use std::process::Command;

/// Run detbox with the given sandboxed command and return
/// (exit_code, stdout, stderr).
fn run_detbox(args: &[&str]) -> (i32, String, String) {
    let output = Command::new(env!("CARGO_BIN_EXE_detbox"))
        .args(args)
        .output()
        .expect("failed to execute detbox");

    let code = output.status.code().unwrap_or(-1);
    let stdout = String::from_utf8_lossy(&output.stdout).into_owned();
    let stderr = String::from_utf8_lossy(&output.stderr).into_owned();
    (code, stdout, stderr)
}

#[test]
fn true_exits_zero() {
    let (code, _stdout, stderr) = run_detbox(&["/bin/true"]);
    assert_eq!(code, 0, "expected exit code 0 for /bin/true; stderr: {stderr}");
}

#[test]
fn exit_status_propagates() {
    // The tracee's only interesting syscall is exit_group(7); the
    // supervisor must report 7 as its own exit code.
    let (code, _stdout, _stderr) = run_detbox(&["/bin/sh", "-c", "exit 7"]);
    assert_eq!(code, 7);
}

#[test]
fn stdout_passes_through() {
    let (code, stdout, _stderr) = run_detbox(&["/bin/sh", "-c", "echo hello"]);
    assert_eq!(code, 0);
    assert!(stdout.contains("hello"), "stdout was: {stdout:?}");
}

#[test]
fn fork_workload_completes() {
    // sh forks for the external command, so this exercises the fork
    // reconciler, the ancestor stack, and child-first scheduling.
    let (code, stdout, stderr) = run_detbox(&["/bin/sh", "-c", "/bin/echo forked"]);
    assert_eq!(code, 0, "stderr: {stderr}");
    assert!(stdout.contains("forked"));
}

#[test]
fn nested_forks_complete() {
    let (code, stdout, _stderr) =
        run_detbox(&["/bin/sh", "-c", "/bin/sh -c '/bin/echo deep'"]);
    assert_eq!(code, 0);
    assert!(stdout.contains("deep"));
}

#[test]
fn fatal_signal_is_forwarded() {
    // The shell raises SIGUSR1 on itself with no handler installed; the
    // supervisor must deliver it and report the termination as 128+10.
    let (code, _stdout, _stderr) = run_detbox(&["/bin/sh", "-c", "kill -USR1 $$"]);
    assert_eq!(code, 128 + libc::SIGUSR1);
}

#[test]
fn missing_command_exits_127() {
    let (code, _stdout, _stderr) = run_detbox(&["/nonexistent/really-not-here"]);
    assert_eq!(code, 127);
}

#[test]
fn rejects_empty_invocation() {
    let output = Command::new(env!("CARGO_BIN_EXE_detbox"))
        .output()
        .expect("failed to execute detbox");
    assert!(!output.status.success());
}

* * *

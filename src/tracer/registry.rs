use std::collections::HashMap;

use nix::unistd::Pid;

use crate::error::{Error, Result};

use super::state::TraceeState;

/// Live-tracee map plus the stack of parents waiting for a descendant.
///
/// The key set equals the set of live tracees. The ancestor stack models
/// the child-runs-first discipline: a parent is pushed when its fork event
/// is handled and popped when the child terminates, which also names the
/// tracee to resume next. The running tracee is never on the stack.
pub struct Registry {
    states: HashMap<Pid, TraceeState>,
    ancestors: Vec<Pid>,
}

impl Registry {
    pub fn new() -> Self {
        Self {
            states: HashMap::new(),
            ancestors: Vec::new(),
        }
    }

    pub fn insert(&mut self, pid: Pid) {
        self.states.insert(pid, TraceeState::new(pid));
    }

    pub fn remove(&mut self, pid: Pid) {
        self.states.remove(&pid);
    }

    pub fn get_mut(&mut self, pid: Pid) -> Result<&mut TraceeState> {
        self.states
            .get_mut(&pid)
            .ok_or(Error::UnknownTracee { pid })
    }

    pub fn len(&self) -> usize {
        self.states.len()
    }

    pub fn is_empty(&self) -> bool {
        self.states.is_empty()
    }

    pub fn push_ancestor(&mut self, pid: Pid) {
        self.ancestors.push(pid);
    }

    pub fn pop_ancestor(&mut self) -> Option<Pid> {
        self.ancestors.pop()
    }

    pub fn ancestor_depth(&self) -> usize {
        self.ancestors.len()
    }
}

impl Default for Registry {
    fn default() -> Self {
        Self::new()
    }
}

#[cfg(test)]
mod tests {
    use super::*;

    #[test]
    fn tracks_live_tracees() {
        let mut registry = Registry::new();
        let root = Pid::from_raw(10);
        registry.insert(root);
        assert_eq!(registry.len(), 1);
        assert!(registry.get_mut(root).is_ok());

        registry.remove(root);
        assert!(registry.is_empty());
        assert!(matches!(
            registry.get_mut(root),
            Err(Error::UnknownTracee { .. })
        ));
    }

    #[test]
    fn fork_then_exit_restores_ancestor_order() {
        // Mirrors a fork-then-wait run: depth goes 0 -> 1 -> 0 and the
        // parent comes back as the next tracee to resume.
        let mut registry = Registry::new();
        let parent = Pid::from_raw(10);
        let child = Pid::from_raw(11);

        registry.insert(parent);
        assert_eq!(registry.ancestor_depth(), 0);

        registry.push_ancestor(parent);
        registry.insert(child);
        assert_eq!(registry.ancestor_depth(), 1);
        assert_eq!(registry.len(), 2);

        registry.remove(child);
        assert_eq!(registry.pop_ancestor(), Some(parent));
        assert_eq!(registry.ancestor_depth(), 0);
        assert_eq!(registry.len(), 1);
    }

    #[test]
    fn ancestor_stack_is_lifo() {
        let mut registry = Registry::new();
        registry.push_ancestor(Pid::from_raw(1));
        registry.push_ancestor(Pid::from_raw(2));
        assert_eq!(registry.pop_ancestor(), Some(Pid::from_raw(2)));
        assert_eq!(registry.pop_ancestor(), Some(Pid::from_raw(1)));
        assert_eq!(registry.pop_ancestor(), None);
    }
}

--

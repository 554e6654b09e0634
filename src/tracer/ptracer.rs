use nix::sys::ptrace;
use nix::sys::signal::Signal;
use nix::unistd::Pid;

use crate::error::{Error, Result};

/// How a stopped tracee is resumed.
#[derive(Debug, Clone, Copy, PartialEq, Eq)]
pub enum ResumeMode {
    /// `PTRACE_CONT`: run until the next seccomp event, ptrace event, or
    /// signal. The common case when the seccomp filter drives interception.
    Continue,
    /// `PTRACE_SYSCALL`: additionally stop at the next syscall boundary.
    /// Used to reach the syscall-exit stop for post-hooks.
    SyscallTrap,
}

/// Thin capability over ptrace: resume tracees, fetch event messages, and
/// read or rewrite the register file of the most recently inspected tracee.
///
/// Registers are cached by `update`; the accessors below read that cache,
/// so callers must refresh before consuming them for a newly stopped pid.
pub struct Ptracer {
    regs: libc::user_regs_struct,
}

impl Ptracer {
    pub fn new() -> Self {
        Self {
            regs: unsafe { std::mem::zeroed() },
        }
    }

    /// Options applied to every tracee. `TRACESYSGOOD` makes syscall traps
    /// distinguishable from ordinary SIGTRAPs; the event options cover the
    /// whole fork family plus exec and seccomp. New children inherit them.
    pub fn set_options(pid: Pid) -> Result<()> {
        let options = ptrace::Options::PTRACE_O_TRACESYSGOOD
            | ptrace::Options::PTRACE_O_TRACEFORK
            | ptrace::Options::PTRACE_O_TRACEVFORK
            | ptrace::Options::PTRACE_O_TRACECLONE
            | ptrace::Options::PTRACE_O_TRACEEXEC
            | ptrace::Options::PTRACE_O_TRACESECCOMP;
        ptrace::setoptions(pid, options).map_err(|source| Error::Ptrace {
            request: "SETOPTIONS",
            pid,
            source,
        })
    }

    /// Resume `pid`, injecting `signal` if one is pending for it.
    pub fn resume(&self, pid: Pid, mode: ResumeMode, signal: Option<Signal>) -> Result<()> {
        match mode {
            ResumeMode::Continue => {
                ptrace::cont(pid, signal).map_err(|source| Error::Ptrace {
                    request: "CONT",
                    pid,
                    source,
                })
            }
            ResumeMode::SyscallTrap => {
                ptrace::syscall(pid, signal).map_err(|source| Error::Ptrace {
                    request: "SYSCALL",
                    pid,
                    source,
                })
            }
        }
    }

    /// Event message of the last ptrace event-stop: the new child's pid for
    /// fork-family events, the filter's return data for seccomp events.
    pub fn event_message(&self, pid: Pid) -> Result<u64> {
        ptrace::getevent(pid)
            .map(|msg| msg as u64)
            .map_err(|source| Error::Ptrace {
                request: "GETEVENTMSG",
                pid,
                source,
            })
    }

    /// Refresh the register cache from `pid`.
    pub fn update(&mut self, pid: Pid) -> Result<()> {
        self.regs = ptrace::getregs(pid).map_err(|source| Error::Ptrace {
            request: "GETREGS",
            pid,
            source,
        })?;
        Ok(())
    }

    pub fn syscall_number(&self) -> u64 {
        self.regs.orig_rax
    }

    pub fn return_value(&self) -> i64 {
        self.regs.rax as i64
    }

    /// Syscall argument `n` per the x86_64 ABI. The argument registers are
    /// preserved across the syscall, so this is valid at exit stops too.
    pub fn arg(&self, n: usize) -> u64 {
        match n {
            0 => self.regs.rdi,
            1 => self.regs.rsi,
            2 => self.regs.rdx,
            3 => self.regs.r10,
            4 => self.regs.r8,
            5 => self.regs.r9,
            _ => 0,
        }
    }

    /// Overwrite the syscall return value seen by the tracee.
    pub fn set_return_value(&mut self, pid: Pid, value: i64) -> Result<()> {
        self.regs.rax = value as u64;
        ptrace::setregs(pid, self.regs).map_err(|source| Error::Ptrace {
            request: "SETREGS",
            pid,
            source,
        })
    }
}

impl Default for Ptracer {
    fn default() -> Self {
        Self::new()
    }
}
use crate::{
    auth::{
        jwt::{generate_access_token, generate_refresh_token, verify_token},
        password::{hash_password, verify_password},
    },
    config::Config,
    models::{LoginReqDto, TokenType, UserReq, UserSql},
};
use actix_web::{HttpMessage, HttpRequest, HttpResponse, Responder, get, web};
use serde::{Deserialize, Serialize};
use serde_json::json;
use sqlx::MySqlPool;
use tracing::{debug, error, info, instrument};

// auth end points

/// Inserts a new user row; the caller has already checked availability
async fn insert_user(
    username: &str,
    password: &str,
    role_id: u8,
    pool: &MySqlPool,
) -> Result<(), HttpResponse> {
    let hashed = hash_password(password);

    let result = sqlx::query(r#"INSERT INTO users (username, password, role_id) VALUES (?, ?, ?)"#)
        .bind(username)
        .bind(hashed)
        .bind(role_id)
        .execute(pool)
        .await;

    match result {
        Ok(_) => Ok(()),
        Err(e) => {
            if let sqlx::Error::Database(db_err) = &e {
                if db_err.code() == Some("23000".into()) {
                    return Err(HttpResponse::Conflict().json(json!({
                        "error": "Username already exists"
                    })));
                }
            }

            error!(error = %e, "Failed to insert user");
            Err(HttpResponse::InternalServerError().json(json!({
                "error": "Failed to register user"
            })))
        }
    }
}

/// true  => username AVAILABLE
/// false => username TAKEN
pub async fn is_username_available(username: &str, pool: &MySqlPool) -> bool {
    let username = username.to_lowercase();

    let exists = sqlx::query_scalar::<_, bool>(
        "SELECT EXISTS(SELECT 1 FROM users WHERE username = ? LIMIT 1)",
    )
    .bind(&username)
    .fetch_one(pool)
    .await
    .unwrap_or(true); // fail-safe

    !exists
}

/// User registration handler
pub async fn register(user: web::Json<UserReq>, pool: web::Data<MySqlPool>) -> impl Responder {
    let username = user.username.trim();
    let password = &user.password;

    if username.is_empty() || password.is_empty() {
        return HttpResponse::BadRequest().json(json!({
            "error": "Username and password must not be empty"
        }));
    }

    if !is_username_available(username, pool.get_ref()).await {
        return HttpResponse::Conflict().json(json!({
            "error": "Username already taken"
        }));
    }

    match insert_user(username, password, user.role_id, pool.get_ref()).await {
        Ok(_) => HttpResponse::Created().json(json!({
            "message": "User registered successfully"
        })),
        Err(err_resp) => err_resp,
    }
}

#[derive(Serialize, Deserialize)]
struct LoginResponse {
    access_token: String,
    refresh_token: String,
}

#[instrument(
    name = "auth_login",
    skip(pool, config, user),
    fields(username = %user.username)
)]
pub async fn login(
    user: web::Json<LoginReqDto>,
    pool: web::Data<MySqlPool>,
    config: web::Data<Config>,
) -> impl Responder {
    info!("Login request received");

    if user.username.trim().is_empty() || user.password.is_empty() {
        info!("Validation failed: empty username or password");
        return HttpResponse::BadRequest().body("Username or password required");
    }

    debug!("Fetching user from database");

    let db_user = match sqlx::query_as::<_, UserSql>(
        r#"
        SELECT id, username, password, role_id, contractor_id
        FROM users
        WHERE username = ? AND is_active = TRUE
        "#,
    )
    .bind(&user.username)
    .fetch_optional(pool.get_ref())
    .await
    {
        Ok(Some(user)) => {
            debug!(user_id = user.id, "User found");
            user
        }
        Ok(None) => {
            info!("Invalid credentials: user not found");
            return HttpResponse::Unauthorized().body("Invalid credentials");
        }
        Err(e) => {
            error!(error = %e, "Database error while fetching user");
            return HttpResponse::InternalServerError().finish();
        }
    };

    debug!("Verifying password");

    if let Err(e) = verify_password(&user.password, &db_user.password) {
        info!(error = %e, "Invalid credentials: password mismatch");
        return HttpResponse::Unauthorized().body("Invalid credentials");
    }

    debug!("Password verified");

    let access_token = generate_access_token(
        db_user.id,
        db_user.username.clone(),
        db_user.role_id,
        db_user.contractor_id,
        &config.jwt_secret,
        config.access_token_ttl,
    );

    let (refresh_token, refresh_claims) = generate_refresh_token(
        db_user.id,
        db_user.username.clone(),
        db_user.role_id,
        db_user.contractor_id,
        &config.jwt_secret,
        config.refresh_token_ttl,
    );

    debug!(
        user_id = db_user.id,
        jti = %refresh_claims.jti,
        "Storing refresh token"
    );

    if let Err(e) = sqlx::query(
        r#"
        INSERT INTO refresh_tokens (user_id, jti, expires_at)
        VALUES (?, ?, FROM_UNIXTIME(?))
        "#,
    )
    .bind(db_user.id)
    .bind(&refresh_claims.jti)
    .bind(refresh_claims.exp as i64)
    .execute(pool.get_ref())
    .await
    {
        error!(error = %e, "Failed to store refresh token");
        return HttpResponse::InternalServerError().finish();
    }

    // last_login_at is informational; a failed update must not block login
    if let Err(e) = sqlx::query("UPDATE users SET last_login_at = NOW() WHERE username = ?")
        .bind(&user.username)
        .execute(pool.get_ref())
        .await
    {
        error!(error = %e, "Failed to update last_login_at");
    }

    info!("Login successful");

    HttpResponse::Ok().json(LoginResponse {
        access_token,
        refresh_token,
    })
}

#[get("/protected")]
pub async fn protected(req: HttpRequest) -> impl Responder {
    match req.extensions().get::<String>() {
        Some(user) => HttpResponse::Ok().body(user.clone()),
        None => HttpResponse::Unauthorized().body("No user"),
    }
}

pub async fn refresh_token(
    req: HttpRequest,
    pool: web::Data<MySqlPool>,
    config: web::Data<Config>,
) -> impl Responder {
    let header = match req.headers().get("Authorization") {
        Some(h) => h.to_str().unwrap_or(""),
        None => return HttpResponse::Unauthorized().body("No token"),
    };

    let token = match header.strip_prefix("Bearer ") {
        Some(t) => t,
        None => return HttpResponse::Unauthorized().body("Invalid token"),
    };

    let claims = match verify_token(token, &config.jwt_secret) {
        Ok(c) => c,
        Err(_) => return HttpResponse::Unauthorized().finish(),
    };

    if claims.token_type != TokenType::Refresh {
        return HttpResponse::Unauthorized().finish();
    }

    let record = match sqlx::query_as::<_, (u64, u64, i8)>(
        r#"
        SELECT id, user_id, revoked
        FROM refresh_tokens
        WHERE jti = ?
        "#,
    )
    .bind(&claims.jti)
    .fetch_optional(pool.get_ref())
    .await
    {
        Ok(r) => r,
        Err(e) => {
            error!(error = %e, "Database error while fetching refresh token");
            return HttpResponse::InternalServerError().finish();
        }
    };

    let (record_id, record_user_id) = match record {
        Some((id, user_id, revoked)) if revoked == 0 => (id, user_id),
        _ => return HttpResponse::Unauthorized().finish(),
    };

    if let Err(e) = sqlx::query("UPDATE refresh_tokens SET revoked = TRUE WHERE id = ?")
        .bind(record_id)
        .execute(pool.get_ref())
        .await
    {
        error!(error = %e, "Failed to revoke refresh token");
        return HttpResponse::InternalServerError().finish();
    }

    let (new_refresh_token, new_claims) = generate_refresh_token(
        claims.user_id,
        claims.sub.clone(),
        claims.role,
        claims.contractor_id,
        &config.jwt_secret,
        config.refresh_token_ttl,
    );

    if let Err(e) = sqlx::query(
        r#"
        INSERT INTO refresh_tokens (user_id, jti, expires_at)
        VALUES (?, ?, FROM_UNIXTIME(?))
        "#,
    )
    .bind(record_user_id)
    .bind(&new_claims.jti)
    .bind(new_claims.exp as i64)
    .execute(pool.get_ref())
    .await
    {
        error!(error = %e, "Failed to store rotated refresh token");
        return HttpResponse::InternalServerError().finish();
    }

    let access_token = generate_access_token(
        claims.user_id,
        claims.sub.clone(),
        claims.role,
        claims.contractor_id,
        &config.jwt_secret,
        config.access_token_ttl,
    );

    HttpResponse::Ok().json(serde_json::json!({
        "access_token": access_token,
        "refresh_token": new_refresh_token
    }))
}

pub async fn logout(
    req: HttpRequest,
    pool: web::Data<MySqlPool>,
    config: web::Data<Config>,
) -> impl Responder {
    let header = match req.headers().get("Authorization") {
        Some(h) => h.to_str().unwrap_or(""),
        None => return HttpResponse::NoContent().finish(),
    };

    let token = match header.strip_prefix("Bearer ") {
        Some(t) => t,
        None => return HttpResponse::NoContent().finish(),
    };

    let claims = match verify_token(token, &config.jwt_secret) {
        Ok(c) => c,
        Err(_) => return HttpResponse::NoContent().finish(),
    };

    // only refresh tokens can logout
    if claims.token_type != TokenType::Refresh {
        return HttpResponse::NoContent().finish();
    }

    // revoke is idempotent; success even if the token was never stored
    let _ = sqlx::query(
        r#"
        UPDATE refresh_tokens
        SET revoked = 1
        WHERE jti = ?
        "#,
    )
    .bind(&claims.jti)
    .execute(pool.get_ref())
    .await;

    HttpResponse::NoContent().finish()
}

● **TASK ITEM**: Which lines above run from the one containing "use std::process::Command;" down to the one containing "is exit_group(7); the"? Repeat exactly those, both ends included, and nothing else.

● **EXERCISE RESULT**:
use std::process::Command;

/// Run detbox with the given sandboxed command and return
/// (exit_code, stdout, stderr).
fn run_detbox(args: &[&str]) -> (i32, String, String) {
    let output = Command::new(env!("CARGO_BIN_EXE_detbox"))
        .args(args)
        .output()
        .expect("failed to execute detbox");

    let code = output.status.code().unwrap_or(-1);
    let stdout = String::from_utf8_lossy(&output.stdout).into_owned();
    let stderr = String::from_utf8_lossy(&output.stderr).into_owned();
    (code, stdout, stderr)
}

#[test]
fn true_exits_zero() {
    let (code, _stdout, stderr) = run_detbox(&["/bin/true"]);
    assert_eq!(code, 0, "expected exit code 0 for /bin/true; stderr: {stderr}");
}

#[test]
fn exit_status_propagates() {
    // The tracee's only interesting syscall is exit_group(7); the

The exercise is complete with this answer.